Com dois pontos, gestor pede realismo e paciência com os problemas de confiabilidade que afetaram Bortoleto e Hulkenberg
Gabriella Souza Publicado em 13/05/2026, às 12h46
A estreia de Allan McNish como diretor de corridas da Audi no GP de Miami não foi das mais simples. Entre um 12º lugar para Gabriel Bortoleto e o abandono de Nico Hulkenberg, a equipe alemã seguiu enfrentando as dores de crescimento naturais de uma estreante na Fórmula 1. Apesar do cenário turbulento e dos problemas de confiabilidade, o novo gestor buscou imprimir um tom de otimismo e realismo sobre o estágio atual do projeto.
Novos no grid
Com apenas dois pontos somados no campeonato de construtores, conquistados por Bortoleto na Austrália, a Audi ainda busca consistência. McNish ressaltou que a curva de aprendizado é íngreme e que o time não deve se deixar abalar pelas dificuldades operacionais iniciais.
Problemas com motor
O maior obstáculo da Audi até aqui tem sido a unidade de potência própria.
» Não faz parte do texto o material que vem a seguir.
//! Background channel (GET) and session termination (DELETE) integration
//! tests, including `Last-Event-ID` resumption.

mod common;

use std::time::Duration;

use common::{initialize_session, read_sse_events, spawn_server};
use mcp_conduit::{broker::Broker as _, transport::SendRoute};
use serde_json::{Value, json};

async fn open_background_stream(
    client: &reqwest::Client,
    url: &str,
    session_id: &str,
    last_event_id: Option<&str>,
) -> anyhow::Result<reqwest::Response> {
    let mut request = client
        .get(url)
        .header("Accept", "text/event-stream")
        .header("Mcp-Session-Id", session_id);
    if let Some(last_event_id) = last_event_id {
        request = request.header("Last-Event-ID", last_event_id);
    }
    let response = request.send().await?;
    anyhow::ensure!(response.status() == reqwest::StatusCode::OK);
    Ok(response)
}

#[tokio::test]
async fn test_get_without_session_header_is_400() -> anyhow::Result<()> {
    let server = spawn_server().await?;
    let client = reqwest::Client::new();

    let response = client
        .get(server.mcp_url())
        .header("Accept", "text/event-stream")
        .send()
        .await?;
    assert_eq!(response.status(), reqwest::StatusCode::BAD_REQUEST);
    Ok(())
}

#[tokio::test]
async fn test_get_with_unknown_session_is_404() -> anyhow::Result<()> {
    let server = spawn_server().await?;
    let client = reqwest::Client::new();

    let response = client
        .get(server.mcp_url())
        .header("Accept", "text/event-stream")
        .header("Mcp-Session-Id", "no-such-session")
        .send()
        .await?;
    assert_eq!(response.status(), reqwest::StatusCode::NOT_FOUND);
    Ok(())
}

#[tokio::test]
async fn test_notification_reaches_background_stream() -> anyhow::Result<()> {
    let server = spawn_server().await?;
    let client = reqwest::Client::new();
    let session_id = initialize_session(&client, &server).await?;

    let response =
        open_background_stream(&client, &server.mcp_url(), &session_id, None).await?;
    assert_eq!(
        response
            .headers()
            .get("Mcp-Session-Id")
            .and_then(|v| v.to_str().ok()),
        Some(session_id.as_str())
    );

    server
        .protocol
        .notify(
            &server.connection,
            "notifications/message",
            Some(json!({"level": "info", "data": "hello"})),
            SendRoute::session(session_id.clone()),
        )
        .await?;

    let events = read_sse_events(response, 1, Duration::from_secs(5)).await;
    assert_eq!(events.len(), 1);
    let data: Value = serde_json::from_str(&events[0].data)?;
    assert_eq!(data["method"], "notifications/message");
    assert_eq!(data["params"]["data"], "hello");
    Ok(())
}

#[tokio::test]
async fn test_server_initiated_request_reaches_background_stream() -> anyhow::Result<()> {
    let server = spawn_server().await?;
    let client = reqwest::Client::new();
    let session_id = initialize_session(&client, &server).await?;

    let response =
        open_background_stream(&client, &server.mcp_url(), &session_id, None).await?;

    // Fire a server-initiated request; it rides the background inbound
    // subject. Nobody will answer it, so ignore the pending future.
    let protocol = server.protocol.clone();
    let connection = server.connection.clone();
    let route = SendRoute::session(session_id.clone());
    tokio::spawn(async move {
        let _ = protocol
            .request(
                &connection,
                "roots/list",
                None,
                mcp_conduit::service::SendOptions {
                    route,
                    timeout: Some(Duration::from_secs(2)),
                    ..mcp_conduit::service::SendOptions::default()
                },
            )
            .await;
    });

    let events = read_sse_events(response, 1, Duration::from_secs(5)).await;
    assert_eq!(events.len(), 1);
    let data: Value = serde_json::from_str(&events[0].data)?;
    assert_eq!(data["method"], "roots/list");
    assert!(data["id"].is_string());
    Ok(())
}

#[tokio::test]
async fn test_background_stream_skips_responses() -> anyhow::Result<()> {
    let server = spawn_server().await?;
    let client = reqwest::Client::new();
    let session_id = initialize_session(&client, &server).await?;

    let response =
        open_background_stream(&client, &server.mcp_url(), &session_id, None).await?;

    // A stray response on the outbound subject is reserved for request
    // correlation and must not surface on the background channel.
    server
        .broker
        .publish(
            &mcp_conduit::broker::subject::background_outbound(&session_id),
            &mcp_conduit::JsonRpcMessage::response(1u64.into(), json!({})),
        )
        .await?;
    server
        .protocol
        .notify(
            &server.connection,
            "notifications/message",
            Some(json!({"data": "after"})),
            SendRoute::session(session_id.clone()),
        )
        .await?;

    let events = read_sse_events(response, 1, Duration::from_secs(5)).await;
    assert_eq!(events.len(), 1);
    let data: Value = serde_json::from_str(&events[0].data)?;
    assert_eq!(data["params"]["data"], "after");
    Ok(())
}

#[tokio::test]
async fn test_resume_from_last_event_id() -> anyhow::Result<()> {
    let server = spawn_server().await?;
    let client = reqwest::Client::new();
    let session_id = initialize_session(&client, &server).await?;

    let first = open_background_stream(&client, &server.mcp_url(), &session_id, None).await?;

    for n in [10u64, 11, 12] {
        server
            .protocol
            .notify(
                &server.connection,
                "notifications/message",
                Some(json!({"n": n})),
                SendRoute::session(session_id.clone()),
            )
            .await?;
    }

    // The client drops after the first event.
    let events = read_sse_events(first, 1, Duration::from_secs(5)).await;
    assert_eq!(events.len(), 1);
    let first_data: Value = serde_json::from_str(&events[0].data)?;
    assert_eq!(first_data["params"]["n"], 10);
    let last_event_id = events[0].id.clone().expect("event id present");

    // Reopen with Last-Event-ID: only the missed events replay, in order.
    let resumed = open_background_stream(
        &client,
        &server.mcp_url(),
        &session_id,
        Some(&last_event_id),
    )
    .await?;
    let events = read_sse_events(resumed, 2, Duration::from_secs(5)).await;
    assert_eq!(events.len(), 2);
    let n1: Value = serde_json::from_str(&events[0].data)?;
    let n2: Value = serde_json::from_str(&events[1].data)?;
    assert_eq!(n1["params"]["n"], 11);
    assert_eq!(n2["params"]["n"], 12);

    let id1: u64 = events[0].id.as_deref().unwrap().parse()?;
    let id2: u64 = events[1].id.as_deref().unwrap().parse()?;
    let resumed_from: u64 = last_event_id.parse()?;
    assert!(resumed_from < id1 && id1 < id2);
    Ok(())
}

#[tokio::test]
async fn test_delete_is_idempotent_and_terminates_session() -> anyhow::Result<()> {
    let server = spawn_server().await?;
    let client = reqwest::Client::new();
    let session_id = initialize_session(&client, &server).await?;

    for _ in 0..2 {
        let response = client
            .delete(server.mcp_url())
            .header("Mcp-Session-Id", &session_id)
            .send()
            .await?;
        assert_eq!(response.status(), reqwest::StatusCode::NO_CONTENT);
    }

    // The session is gone for every subsequent role.
    let response = client
        .post(server.mcp_url())
        .header("Accept", "application/json")
        .header("Mcp-Session-Id", &session_id)
        .json(&json!({"jsonrpc": "2.0", "id": 1, "method": "ping"}))
        .send()
        .await?;
    assert_eq!(response.status(), reqwest::StatusCode::NOT_FOUND);

    let response = client
        .get(server.mcp_url())
        .header("Accept", "text/event-stream")
        .header("Mcp-Session-Id", &session_id)
        .send()
        .await?;
    assert_eq!(response.status(), reqwest::StatusCode::NOT_FOUND);
    Ok(())
}

#[tokio::test]
async fn test_delete_without_session_header_is_400() -> anyhow::Result<()> {
    let server = spawn_server().await?;
    let client = reqwest::Client::new();

    let response = client.delete(server.mcp_url()).send().await?;
    assert_eq!(response.status(), reqwest::StatusCode::BAD_REQUEST);
    Ok(())
}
O time sofreu com falhas de marcha, incêndios e problemas de pressão que deixaram seus pilotos na mão em momentos cruciais. McNish não fugiu da responsabilidade ao analisar o desempenho do motor alemão frente às potências já estabelecidas como Ferrari e Mercedes.
Visão de longo prazo
Apesar das críticas ao motor, McNish teceu elogios à aerodinâmica do carro e ao entrosamento do time de operações. Para ele, o sucesso na F1 deve ser encarado com a mentalidade das corridas de endurance, especialidade que marcou sua carreira como piloto.
O próximo desafio da Audi e de Gabriel Bortoleto será no GP do Canadá, entre os dias 22 e 24 de maio, onde a equipe espera dar um passo à frente na resolução dos problemas de confiabilidade.